Collected data:
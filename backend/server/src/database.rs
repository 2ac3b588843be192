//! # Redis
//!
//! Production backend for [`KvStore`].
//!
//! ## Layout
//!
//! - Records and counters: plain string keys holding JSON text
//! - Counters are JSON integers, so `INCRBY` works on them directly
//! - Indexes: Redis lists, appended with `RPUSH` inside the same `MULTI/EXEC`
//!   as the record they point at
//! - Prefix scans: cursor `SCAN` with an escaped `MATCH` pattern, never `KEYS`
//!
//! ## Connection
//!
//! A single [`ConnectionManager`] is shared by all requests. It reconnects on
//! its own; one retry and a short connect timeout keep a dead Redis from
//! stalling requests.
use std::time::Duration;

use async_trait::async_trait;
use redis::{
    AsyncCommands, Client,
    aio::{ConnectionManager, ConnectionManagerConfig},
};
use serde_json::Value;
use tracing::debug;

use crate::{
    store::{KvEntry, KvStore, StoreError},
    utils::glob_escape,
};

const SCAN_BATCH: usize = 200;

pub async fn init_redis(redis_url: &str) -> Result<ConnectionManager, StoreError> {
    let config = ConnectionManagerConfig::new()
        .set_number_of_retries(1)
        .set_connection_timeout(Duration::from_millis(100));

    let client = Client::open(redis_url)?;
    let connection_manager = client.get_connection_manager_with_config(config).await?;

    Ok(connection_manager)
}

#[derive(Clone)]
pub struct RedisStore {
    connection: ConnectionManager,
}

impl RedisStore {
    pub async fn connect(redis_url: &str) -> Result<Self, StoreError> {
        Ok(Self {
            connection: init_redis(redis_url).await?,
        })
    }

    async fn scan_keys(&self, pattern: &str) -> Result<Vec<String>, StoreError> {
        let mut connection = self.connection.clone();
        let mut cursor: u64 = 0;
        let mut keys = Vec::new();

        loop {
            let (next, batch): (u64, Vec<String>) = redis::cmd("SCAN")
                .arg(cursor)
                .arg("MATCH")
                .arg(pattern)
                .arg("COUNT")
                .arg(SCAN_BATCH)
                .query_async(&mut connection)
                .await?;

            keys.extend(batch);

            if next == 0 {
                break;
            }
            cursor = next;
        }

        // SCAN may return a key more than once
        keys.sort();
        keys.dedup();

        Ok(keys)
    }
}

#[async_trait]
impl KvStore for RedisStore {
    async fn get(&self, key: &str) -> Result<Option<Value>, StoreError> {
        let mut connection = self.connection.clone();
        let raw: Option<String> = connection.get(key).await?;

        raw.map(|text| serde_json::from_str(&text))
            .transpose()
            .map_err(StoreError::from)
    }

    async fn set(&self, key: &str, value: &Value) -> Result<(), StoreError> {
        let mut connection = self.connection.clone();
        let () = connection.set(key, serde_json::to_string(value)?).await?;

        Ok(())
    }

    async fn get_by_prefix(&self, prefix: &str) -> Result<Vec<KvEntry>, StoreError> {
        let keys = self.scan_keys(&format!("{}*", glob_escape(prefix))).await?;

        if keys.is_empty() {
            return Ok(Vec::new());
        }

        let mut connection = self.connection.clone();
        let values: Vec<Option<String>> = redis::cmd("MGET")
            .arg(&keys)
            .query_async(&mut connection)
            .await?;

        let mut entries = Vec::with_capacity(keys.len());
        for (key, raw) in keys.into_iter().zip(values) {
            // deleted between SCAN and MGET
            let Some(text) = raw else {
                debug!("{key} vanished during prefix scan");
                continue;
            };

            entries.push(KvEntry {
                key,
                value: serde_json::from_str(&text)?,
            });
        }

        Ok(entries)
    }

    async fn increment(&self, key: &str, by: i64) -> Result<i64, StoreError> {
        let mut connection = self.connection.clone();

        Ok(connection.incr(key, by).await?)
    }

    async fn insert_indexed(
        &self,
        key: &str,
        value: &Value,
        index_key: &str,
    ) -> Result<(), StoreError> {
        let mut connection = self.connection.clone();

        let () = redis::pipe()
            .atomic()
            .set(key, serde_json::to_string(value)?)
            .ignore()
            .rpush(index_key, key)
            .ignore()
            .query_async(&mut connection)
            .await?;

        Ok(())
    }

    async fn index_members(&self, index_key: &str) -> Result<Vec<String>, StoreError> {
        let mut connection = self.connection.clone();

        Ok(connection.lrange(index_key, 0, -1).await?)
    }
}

> **Exercise goal**:
Take each line above that contains "KvStore" and copy it out.

> **Response area**:
//! Production backend for [`KvStore`].
    store::{KvEntry, KvStore, StoreError},
impl KvStore for RedisStore {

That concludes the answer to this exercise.